DATA SHOWN:
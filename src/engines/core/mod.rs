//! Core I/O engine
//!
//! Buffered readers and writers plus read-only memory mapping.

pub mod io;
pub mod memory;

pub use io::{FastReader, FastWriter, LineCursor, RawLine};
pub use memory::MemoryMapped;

==

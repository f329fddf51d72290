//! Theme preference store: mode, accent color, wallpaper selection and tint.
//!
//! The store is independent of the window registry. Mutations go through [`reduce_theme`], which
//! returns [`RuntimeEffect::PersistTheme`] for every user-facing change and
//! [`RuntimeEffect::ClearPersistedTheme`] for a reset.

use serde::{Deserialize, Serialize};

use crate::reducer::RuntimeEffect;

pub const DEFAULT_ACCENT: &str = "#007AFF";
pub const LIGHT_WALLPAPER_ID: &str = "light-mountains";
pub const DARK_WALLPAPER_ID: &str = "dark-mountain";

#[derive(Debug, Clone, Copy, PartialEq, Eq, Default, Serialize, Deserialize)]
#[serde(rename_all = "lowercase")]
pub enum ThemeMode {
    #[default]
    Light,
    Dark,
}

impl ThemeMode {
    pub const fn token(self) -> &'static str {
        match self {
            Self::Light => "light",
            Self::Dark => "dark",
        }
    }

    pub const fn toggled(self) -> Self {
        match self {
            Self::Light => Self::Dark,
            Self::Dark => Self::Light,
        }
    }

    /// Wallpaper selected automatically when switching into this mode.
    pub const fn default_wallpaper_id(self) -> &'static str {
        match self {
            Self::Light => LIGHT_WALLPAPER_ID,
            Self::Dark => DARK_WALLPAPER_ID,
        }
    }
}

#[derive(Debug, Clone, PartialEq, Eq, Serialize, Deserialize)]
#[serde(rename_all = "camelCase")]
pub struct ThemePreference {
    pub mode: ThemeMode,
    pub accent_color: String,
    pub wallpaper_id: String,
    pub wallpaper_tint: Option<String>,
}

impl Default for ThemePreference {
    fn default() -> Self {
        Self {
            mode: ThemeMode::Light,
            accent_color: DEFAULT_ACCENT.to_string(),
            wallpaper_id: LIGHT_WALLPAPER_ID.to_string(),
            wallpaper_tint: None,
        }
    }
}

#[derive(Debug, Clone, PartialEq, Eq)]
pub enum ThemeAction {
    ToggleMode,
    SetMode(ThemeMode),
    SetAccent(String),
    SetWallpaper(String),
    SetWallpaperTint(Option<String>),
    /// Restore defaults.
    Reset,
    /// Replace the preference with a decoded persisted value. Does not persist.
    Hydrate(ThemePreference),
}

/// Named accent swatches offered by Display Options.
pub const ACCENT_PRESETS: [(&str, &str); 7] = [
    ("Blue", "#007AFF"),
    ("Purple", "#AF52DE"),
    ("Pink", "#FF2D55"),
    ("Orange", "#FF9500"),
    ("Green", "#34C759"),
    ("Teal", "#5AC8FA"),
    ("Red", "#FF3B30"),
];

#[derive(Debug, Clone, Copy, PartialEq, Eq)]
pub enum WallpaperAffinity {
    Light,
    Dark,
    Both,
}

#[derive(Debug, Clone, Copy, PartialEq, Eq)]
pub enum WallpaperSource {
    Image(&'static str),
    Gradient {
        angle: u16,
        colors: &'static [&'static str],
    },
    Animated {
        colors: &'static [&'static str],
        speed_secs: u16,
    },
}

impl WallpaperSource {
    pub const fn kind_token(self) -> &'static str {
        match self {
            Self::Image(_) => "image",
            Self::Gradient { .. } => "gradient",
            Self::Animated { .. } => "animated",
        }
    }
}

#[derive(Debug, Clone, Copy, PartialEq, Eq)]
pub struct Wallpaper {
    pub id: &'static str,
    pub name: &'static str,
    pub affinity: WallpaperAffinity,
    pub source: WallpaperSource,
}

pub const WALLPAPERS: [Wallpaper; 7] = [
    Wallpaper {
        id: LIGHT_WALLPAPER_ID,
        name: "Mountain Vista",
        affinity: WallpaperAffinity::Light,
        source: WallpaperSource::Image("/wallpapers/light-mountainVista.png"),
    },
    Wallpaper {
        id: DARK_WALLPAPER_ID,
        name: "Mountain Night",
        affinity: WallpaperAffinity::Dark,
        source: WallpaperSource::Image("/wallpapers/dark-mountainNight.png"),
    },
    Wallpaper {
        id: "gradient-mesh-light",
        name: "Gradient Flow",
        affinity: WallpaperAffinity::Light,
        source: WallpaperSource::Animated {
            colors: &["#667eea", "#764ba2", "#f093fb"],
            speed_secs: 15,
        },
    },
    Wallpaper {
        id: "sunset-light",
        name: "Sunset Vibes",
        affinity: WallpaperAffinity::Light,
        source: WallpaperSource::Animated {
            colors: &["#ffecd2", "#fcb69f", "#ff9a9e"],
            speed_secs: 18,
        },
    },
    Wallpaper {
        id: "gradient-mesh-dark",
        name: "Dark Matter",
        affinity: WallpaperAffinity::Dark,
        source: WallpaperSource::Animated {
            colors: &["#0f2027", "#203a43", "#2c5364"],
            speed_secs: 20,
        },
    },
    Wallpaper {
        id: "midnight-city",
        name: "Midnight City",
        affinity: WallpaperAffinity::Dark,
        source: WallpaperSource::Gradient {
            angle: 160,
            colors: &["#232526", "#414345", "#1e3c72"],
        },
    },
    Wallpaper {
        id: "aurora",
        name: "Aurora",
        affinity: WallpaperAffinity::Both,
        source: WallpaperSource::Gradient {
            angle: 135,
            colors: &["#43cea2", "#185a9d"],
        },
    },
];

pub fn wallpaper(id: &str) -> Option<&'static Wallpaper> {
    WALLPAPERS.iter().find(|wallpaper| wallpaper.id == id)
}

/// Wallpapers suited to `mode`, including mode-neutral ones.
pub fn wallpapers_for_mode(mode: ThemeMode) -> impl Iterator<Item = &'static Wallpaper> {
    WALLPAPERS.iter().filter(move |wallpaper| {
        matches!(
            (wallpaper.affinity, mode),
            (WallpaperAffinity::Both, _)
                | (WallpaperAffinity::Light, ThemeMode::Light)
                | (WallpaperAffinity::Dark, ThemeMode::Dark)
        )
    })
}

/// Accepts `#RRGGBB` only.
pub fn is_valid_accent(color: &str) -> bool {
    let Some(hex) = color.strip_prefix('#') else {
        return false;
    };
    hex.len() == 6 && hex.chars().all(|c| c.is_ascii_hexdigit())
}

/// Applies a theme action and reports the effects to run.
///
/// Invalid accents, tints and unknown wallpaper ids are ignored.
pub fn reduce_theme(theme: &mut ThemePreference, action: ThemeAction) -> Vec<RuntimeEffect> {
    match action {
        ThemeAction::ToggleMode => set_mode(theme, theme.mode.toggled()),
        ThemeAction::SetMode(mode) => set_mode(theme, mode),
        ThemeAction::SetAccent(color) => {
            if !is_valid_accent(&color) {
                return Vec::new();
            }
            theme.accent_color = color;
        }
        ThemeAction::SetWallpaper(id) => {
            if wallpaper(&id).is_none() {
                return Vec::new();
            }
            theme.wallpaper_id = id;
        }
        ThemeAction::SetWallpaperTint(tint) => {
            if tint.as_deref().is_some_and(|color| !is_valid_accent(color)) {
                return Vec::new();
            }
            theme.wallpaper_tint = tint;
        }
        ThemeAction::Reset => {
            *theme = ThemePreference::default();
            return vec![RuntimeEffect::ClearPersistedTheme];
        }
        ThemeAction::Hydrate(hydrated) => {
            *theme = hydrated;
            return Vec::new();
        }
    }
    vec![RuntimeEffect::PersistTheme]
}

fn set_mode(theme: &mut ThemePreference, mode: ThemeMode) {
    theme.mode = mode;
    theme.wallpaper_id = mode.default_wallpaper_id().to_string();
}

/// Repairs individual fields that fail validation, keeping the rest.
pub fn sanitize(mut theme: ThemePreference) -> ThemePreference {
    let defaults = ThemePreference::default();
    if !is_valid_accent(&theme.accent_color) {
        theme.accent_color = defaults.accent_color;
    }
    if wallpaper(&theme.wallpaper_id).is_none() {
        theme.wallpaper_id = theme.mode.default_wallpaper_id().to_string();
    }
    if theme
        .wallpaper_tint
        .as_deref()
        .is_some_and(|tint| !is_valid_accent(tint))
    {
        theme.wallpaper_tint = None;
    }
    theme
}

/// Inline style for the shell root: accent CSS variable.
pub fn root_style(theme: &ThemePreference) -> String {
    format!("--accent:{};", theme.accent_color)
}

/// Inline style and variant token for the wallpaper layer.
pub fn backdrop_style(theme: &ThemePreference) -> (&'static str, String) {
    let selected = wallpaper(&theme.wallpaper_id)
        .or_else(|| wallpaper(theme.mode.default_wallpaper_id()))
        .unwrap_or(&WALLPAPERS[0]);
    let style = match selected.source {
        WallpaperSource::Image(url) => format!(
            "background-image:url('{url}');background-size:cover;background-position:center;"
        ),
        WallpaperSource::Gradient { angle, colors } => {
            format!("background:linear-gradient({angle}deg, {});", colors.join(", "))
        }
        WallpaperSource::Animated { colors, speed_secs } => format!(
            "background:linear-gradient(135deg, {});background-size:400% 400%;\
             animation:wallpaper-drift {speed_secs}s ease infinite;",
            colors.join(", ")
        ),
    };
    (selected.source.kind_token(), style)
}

==

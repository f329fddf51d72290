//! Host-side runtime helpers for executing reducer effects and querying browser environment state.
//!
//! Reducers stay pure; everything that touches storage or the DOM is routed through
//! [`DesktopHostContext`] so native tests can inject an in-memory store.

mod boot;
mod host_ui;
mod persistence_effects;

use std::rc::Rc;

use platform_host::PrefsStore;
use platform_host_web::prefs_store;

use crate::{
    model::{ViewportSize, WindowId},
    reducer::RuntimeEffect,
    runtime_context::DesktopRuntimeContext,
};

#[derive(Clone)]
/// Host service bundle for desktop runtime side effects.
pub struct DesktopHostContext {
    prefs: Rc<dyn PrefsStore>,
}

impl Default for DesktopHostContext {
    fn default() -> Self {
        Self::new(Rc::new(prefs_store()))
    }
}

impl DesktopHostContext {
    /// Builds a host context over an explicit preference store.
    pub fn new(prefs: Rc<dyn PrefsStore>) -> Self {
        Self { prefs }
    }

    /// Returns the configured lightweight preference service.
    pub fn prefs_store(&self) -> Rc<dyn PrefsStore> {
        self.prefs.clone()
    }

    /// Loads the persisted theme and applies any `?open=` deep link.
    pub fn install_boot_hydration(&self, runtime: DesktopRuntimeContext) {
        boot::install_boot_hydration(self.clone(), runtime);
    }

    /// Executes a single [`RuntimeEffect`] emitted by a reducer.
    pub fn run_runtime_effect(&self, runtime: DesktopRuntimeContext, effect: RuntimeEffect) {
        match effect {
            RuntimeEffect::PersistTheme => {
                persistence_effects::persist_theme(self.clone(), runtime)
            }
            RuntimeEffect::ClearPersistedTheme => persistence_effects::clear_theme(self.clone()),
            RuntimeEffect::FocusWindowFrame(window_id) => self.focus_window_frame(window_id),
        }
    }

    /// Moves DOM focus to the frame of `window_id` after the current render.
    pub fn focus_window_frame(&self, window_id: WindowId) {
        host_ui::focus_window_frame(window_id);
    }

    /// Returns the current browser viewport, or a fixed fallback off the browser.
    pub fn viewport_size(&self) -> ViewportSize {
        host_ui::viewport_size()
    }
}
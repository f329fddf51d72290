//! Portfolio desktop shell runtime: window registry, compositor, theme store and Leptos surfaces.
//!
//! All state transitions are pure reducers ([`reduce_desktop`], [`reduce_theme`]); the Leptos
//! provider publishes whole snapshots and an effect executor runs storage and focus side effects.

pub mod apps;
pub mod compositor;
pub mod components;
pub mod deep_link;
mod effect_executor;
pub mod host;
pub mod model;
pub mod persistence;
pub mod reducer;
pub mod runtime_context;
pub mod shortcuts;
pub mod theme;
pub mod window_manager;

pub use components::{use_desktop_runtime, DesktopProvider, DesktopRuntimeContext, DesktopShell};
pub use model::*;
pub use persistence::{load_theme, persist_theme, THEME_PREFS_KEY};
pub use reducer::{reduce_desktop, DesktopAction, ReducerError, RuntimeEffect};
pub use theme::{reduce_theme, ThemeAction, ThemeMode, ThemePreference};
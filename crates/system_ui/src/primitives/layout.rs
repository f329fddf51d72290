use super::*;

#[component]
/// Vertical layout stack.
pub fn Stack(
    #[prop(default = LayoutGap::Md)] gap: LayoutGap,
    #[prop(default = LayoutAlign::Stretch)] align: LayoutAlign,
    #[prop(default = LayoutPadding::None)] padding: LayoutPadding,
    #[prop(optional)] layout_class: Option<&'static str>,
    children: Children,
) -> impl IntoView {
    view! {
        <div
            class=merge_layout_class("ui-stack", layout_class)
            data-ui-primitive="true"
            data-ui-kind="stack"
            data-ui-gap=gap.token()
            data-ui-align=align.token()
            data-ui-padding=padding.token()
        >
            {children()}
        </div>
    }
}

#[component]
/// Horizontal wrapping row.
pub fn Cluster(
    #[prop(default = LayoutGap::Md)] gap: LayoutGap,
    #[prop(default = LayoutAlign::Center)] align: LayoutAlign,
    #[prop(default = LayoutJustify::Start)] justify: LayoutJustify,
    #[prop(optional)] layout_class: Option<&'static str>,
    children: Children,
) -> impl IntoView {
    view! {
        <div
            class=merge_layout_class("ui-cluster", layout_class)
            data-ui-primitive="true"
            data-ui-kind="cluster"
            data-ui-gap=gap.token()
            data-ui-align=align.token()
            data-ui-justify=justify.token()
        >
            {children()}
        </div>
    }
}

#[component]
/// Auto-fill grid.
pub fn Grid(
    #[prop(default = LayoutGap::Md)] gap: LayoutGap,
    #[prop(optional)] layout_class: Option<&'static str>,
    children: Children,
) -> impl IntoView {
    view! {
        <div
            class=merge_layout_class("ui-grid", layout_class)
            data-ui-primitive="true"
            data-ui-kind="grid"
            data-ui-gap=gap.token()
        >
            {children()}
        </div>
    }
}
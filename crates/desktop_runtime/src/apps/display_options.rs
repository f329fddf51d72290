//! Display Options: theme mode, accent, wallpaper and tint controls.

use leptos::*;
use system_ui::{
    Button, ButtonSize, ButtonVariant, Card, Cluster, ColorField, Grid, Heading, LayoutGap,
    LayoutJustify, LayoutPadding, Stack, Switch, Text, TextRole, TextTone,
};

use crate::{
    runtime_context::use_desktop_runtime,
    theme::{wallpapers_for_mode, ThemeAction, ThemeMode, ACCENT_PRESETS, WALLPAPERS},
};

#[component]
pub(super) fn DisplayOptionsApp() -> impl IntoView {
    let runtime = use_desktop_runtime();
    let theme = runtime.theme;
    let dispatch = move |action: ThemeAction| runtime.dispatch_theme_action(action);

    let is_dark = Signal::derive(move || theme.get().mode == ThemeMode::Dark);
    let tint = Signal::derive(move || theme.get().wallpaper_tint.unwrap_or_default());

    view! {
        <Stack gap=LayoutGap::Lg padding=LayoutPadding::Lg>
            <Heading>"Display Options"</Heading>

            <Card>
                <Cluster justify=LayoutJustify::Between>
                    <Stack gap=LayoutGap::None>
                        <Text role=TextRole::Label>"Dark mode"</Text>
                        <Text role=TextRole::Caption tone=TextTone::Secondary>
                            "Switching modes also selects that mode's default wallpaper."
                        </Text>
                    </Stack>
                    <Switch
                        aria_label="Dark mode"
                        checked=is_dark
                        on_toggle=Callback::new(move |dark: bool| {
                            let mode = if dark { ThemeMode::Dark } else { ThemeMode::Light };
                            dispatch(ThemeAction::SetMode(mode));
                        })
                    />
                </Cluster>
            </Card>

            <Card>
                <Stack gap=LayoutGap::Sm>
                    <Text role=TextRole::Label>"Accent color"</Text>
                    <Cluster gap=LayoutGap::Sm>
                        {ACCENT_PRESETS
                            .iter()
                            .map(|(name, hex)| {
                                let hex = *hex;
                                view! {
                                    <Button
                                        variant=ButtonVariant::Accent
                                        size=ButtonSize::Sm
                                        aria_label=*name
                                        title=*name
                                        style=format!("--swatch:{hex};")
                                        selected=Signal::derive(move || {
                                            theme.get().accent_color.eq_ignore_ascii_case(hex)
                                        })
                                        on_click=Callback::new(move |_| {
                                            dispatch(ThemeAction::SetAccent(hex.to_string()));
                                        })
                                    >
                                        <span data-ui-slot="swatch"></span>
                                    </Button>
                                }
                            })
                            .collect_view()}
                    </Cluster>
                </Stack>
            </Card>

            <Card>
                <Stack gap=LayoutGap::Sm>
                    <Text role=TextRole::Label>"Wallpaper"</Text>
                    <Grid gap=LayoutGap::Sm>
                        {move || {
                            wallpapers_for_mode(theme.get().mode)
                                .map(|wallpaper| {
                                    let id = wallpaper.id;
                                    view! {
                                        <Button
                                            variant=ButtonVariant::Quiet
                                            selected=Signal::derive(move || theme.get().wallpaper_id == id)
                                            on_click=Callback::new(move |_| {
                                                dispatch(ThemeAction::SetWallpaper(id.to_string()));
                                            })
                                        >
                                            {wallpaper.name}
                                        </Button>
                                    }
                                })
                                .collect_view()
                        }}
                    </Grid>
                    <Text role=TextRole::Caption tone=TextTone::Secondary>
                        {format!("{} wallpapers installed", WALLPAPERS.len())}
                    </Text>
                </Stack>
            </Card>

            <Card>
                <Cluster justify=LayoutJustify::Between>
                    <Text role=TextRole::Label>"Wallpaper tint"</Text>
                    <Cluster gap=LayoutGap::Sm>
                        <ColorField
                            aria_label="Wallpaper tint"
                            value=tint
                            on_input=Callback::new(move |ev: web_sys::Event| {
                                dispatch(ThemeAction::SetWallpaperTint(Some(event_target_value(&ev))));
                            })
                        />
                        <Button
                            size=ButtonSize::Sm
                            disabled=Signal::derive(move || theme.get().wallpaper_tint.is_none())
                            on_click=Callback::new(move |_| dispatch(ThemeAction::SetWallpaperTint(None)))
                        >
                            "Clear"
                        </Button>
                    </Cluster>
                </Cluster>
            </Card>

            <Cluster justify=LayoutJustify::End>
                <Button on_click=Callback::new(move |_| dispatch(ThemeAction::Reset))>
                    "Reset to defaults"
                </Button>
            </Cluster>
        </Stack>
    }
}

PROBLEM: Which of the lines in the listing above include "crates"? Report each of them.

SOLUTION:
filename crates/system_ui/src/primitives/layout.rs
filename crates/desktop_runtime/src/apps/display_options.rs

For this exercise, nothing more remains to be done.